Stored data
————

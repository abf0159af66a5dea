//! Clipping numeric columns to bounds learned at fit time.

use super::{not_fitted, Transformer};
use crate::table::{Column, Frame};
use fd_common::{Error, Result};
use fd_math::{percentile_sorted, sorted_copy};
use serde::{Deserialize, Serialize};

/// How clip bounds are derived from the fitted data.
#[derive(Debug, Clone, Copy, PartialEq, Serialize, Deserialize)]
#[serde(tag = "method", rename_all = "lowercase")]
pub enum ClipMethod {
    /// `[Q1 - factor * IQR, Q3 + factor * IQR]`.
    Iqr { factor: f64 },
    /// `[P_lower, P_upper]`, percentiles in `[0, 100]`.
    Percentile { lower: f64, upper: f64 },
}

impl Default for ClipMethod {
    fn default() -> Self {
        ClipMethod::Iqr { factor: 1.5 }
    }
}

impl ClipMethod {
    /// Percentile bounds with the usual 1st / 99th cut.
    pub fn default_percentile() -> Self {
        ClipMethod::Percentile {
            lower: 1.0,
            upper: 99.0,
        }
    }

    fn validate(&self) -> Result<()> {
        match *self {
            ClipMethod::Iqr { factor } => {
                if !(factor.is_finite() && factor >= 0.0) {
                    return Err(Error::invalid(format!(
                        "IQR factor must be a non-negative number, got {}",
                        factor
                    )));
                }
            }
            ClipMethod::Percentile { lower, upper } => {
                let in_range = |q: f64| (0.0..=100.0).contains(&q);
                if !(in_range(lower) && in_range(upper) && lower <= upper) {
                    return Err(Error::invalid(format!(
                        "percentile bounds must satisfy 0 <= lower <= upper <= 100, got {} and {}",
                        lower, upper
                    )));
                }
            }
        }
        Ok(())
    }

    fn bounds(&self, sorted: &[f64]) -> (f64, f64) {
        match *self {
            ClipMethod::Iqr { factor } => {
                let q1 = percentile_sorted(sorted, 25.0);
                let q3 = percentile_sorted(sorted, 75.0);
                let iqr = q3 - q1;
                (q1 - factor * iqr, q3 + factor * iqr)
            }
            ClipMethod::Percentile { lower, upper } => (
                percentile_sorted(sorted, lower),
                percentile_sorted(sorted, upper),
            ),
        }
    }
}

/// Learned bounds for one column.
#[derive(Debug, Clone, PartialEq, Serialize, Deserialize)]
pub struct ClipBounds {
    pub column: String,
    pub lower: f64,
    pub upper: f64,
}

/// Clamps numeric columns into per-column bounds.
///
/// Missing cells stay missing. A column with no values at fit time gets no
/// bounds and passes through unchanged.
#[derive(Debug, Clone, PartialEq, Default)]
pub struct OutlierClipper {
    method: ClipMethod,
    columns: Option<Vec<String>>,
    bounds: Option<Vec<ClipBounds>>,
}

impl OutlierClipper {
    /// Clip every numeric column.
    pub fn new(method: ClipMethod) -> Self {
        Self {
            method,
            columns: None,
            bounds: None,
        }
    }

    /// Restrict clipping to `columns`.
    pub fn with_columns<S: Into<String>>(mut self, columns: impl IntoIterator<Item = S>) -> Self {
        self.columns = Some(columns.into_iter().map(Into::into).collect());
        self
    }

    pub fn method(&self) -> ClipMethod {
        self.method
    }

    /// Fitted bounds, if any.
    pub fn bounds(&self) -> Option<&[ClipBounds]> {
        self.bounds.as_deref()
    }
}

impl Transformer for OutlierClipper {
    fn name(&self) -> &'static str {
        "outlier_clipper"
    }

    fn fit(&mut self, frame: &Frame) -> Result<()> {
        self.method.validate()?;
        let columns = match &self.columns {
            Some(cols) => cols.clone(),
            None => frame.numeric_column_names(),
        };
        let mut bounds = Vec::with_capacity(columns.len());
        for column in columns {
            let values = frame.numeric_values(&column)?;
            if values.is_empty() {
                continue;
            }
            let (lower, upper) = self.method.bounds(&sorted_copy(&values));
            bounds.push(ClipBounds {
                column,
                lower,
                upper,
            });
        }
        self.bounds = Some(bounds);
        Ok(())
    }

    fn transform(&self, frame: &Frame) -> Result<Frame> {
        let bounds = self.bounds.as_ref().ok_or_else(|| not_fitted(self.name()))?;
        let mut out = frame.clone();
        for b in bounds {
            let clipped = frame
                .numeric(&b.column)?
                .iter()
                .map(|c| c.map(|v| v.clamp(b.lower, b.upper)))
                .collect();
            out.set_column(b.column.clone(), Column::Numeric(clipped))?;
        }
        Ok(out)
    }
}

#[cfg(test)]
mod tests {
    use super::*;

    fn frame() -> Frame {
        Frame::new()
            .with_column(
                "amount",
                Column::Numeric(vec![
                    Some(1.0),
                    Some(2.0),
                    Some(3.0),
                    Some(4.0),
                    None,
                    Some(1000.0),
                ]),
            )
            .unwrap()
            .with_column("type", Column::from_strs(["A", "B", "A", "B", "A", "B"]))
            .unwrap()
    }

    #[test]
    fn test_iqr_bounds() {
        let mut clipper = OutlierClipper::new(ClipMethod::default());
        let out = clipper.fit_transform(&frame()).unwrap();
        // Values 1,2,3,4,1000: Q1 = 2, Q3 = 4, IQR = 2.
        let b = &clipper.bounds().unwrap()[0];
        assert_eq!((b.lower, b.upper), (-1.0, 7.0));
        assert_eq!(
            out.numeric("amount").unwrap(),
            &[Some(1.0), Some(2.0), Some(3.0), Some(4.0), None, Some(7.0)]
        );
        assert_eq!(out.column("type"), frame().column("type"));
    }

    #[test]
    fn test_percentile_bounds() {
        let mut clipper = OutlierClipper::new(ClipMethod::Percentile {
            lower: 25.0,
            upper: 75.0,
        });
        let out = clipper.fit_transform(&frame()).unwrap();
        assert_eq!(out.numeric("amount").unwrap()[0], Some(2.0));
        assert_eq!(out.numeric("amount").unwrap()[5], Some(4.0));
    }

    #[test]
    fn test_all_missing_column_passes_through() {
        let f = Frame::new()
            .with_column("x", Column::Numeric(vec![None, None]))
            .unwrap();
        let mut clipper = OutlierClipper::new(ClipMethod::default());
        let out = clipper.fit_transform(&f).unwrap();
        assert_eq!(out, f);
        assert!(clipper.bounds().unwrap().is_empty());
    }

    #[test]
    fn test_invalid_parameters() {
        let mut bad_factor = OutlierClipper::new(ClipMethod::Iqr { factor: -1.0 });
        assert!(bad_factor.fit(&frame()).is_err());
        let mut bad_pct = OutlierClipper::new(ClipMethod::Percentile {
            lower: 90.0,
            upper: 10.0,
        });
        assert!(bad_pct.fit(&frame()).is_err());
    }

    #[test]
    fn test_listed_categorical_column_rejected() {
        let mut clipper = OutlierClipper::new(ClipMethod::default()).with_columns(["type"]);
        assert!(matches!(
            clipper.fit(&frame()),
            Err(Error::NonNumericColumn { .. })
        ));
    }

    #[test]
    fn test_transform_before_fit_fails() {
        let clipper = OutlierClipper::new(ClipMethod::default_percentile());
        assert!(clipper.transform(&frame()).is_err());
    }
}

————

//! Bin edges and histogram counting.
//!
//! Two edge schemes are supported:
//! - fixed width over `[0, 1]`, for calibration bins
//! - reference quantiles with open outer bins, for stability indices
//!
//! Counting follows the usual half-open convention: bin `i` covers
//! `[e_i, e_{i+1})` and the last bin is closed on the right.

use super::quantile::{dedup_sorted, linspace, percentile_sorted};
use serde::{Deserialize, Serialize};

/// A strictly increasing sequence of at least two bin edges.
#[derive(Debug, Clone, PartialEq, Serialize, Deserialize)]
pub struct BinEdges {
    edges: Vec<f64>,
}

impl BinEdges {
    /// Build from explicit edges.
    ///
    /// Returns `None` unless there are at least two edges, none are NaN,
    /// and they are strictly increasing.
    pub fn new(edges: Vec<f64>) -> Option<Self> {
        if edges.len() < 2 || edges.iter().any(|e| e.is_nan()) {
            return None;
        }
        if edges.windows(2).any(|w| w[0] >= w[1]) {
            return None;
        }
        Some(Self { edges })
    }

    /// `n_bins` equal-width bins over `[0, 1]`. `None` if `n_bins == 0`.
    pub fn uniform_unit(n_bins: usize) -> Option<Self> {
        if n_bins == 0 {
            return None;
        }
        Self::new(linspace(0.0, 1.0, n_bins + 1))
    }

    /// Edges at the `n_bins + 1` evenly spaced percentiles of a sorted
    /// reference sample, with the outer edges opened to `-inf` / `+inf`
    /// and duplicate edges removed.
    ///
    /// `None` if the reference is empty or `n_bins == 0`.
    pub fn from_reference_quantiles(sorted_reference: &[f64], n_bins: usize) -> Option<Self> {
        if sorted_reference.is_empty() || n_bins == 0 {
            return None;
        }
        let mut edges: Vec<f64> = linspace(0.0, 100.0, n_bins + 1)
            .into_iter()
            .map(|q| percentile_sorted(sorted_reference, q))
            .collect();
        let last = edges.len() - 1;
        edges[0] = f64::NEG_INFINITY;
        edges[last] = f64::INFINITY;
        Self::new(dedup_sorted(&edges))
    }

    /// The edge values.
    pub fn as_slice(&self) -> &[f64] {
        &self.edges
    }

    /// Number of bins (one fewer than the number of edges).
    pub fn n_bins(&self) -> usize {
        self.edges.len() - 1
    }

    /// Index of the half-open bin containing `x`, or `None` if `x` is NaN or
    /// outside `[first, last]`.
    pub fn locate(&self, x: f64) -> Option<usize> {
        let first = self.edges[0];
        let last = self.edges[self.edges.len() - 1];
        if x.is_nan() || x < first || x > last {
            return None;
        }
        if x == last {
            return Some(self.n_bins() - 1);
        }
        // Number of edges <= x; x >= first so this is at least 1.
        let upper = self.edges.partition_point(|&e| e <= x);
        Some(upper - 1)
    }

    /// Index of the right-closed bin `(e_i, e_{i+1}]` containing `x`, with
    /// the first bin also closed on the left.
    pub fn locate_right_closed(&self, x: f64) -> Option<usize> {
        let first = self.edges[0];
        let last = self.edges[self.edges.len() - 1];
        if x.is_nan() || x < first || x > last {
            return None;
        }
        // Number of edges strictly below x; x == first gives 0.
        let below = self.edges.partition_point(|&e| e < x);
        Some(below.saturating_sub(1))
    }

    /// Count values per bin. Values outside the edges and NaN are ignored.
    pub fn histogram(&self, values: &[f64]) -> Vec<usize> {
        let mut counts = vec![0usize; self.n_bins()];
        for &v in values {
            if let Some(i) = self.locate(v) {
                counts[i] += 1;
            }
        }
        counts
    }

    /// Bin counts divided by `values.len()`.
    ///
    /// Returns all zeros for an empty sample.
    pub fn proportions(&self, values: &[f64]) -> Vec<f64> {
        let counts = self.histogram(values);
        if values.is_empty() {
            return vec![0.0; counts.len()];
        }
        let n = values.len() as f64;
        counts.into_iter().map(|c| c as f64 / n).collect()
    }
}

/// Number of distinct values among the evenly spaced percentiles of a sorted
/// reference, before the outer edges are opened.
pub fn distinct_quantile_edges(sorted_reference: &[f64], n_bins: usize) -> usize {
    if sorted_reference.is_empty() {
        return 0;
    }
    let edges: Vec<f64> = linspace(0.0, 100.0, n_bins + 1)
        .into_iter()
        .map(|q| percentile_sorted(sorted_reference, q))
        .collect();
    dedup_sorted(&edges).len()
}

————

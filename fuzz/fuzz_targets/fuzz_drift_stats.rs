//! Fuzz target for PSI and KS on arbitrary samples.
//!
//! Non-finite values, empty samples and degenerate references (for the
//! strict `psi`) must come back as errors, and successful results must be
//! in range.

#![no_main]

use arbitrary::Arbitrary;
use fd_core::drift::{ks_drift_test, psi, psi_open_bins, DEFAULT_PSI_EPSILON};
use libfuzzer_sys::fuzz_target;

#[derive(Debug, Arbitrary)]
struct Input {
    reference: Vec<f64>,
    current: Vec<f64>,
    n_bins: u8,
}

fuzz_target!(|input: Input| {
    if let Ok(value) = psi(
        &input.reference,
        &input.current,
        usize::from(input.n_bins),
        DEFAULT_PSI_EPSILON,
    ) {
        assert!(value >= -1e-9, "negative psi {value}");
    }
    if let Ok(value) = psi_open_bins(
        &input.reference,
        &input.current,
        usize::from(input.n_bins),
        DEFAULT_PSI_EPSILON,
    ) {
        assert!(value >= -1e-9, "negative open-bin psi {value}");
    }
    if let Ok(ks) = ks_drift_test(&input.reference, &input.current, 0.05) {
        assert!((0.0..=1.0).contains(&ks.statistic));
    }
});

————

PROBLEM DESCRIPTION
Please go line by line through the records above, copying each one that holds the string "type".

RESPONSE FOR THIS EXERCISE
            .with_column("type", Column::from_strs(["A", "B", "A", "B", "A", "B"]))
        assert_eq!(out.column("type"), frame().column("type"));
        let mut clipper = OutlierClipper::new(ClipMethod::default()).with_columns(["type"]);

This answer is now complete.